EXERCISE BRIEF:
Every entry that follows should be written out again exactly.

◇ ◇ ◇ ◇ ◇

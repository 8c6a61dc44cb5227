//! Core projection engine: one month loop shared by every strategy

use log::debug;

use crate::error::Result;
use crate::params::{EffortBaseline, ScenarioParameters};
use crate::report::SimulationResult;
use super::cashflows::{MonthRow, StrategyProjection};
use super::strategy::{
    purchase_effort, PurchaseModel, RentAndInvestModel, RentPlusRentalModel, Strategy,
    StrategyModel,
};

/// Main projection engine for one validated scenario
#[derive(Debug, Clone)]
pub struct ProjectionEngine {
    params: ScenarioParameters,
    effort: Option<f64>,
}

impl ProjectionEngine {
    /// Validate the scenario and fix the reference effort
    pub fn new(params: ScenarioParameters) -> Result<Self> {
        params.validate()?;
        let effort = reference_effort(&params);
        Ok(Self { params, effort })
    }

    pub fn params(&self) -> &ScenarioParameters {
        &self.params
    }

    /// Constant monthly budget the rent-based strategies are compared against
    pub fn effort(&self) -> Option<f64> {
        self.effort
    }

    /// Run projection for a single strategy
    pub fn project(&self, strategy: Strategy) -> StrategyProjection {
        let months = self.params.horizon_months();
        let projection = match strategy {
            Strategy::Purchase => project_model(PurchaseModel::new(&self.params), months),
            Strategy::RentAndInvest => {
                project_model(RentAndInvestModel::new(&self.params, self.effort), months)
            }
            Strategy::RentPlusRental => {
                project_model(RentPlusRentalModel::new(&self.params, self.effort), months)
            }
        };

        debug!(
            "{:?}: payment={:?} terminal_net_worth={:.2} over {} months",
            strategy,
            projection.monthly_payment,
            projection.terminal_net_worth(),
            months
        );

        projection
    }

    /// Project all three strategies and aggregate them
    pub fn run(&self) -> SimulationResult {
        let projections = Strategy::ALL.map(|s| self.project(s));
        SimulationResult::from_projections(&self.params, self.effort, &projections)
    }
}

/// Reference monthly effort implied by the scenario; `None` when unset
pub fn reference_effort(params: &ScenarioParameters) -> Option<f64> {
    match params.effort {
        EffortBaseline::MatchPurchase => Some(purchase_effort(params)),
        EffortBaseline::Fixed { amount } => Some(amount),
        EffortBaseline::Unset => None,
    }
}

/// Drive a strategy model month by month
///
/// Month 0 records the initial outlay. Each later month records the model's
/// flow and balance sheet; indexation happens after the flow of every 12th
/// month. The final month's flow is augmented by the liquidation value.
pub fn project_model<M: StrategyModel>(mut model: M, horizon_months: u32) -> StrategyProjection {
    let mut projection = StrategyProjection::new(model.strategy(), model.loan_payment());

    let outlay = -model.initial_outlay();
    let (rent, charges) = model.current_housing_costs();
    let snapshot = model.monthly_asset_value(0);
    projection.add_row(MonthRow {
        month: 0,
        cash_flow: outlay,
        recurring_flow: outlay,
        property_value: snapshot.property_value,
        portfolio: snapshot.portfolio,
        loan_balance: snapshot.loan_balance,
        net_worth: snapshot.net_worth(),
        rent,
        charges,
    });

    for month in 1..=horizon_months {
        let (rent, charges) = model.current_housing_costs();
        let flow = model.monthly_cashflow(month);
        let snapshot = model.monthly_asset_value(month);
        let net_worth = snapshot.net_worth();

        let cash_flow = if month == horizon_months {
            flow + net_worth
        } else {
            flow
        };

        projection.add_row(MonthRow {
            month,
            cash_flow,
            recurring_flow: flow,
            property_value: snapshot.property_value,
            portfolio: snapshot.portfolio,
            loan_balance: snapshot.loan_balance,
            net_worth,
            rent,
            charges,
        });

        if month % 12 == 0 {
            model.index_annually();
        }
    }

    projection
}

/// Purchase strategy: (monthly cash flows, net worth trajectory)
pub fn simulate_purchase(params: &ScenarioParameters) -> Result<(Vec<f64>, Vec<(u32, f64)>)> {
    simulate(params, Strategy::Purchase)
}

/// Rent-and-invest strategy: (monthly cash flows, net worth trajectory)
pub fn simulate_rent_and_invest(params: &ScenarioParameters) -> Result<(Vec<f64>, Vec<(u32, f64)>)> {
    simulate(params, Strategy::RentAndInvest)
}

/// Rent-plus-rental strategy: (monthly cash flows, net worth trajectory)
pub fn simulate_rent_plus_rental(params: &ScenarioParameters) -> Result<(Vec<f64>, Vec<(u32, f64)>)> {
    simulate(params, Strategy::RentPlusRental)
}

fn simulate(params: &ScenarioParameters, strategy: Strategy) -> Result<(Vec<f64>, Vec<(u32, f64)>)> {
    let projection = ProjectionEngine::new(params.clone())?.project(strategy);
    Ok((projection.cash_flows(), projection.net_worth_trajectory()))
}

◇ ◇ ◇ ◇ ◇

SOLUTION FOR THIS PROBLEM:
repository 8c6a61dc44cb5227
//! Core projection engine: one month loop shared by every strategy

use log::debug;

use crate::error::Result;
use crate::params::{EffortBaseline, ScenarioParameters};
use crate::report::SimulationResult;
use super::cashflows::{MonthRow, StrategyProjection};
use super::strategy::{
    purchase_effort, PurchaseModel, RentAndInvestModel, RentPlusRentalModel, Strategy,
    StrategyModel,
};

/// Main projection engine for one validated scenario
#[derive(Debug, Clone)]
pub struct ProjectionEngine {
    params: ScenarioParameters,
    effort: Option<f64>,
}

impl ProjectionEngine {
    /// Validate the scenario and fix the reference effort
    pub fn new(params: ScenarioParameters) -> Result<Self> {
        params.validate()?;
        let effort = reference_effort(&params);
        Ok(Self { params, effort })
    }

    pub fn params(&self) -> &ScenarioParameters {
        &self.params
    }

    /// Constant monthly budget the rent-based strategies are compared against
    pub fn effort(&self) -> Option<f64> {
        self.effort
    }

    /// Run projection for a single strategy
    pub fn project(&self, strategy: Strategy) -> StrategyProjection {
        let months = self.params.horizon_months();
        let projection = match strategy {
            Strategy::Purchase => project_model(PurchaseModel::new(&self.params), months),
            Strategy::RentAndInvest => {
                project_model(RentAndInvestModel::new(&self.params, self.effort), months)
            }
            Strategy::RentPlusRental => {
                project_model(RentPlusRentalModel::new(&self.params, self.effort), months)
            }
        };

        debug!(
            "{:?}: payment={:?} terminal_net_worth={:.2} over {} months",
            strategy,
            projection.monthly_payment,
            projection.terminal_net_worth(),
            months
        );

        projection
    }

    /// Project all three strategies and aggregate them
    pub fn run(&self) -> SimulationResult {
        let projections = Strategy::ALL.map(|s| self.project(s));
        SimulationResult::from_projections(&self.params, self.effort, &projections)
    }
}

/// Reference monthly effort implied by the scenario; `None` when unset
pub fn reference_effort(params: &ScenarioParameters) -> Option<f64> {
    match params.effort {
        EffortBaseline::MatchPurchase => Some(purchase_effort(params)),
        EffortBaseline::Fixed { amount } => Some(amount),
        EffortBaseline::Unset => None,
    }
}

/// Drive a strategy model month by month
///
/// Month 0 records the initial outlay. Each later month records the model's
/// flow and balance sheet; indexation happens after the flow of every 12th
/// month. The final month's flow is augmented by the liquidation value.
pub fn project_model<M: StrategyModel>(mut model: M, horizon_months: u32) -> StrategyProjection {
    let mut projection = StrategyProjection::new(model.strategy(), model.loan_payment());

    let outlay = -model.initial_outlay();
    let (rent, charges) = model.current_housing_costs();
    let snapshot = model.monthly_asset_value(0);
    projection.add_row(MonthRow {
        month: 0,
        cash_flow: outlay,
        recurring_flow: outlay,
        property_value: snapshot.property_value,
        portfolio: snapshot.portfolio,
        loan_balance: snapshot.loan_balance,
        net_worth: snapshot.net_worth(),
        rent,
        charges,
    });

    for month in 1..=horizon_months {
        let (rent, charges) = model.current_housing_costs();
        let flow = model.monthly_cashflow(month);
        let snapshot = model.monthly_asset_value(month);
        let net_worth = snapshot.net_worth();

        let cash_flow = if month == horizon_months {
            flow + net_worth
        } else {
            flow
        };

        projection.add_row(MonthRow {
            month,
            cash_flow,
            recurring_flow: flow,
            property_value: snapshot.property_value,
            portfolio: snapshot.portfolio,
            loan_balance: snapshot.loan_balance,
            net_worth,
            rent,
            charges,
        });

        if month % 12 == 0 {
            model.index_annually();
        }
    }

    projection
}

/// Purchase strategy: (monthly cash flows, net worth trajectory)
pub fn simulate_purchase(params: &ScenarioParameters) -> Result<(Vec<f64>, Vec<(u32, f64)>)> {
    simulate(params, Strategy::Purchase)
}

/// Rent-and-invest strategy: (monthly cash flows, net worth trajectory)
pub fn simulate_rent_and_invest(params: &ScenarioParameters) -> Result<(Vec<f64>, Vec<(u32, f64)>)> {
    simulate(params, Strategy::RentAndInvest)
}

/// Rent-plus-rental strategy: (monthly cash flows, net worth trajectory)
pub fn simulate_rent_plus_rental(params: &ScenarioParameters) -> Result<(Vec<f64>, Vec<(u32, f64)>)> {
    simulate(params, Strategy::RentPlusRental)
}

fn simulate(params: &ScenarioParameters, strategy: Strategy) -> Result<(Vec<f64>, Vec<(u32, f64)>)> {
    let projection = ProjectionEngine::new(params.clone())?.project(strategy);
    Ok((projection.cash_flows(), projection.net_worth_trajectory()))
}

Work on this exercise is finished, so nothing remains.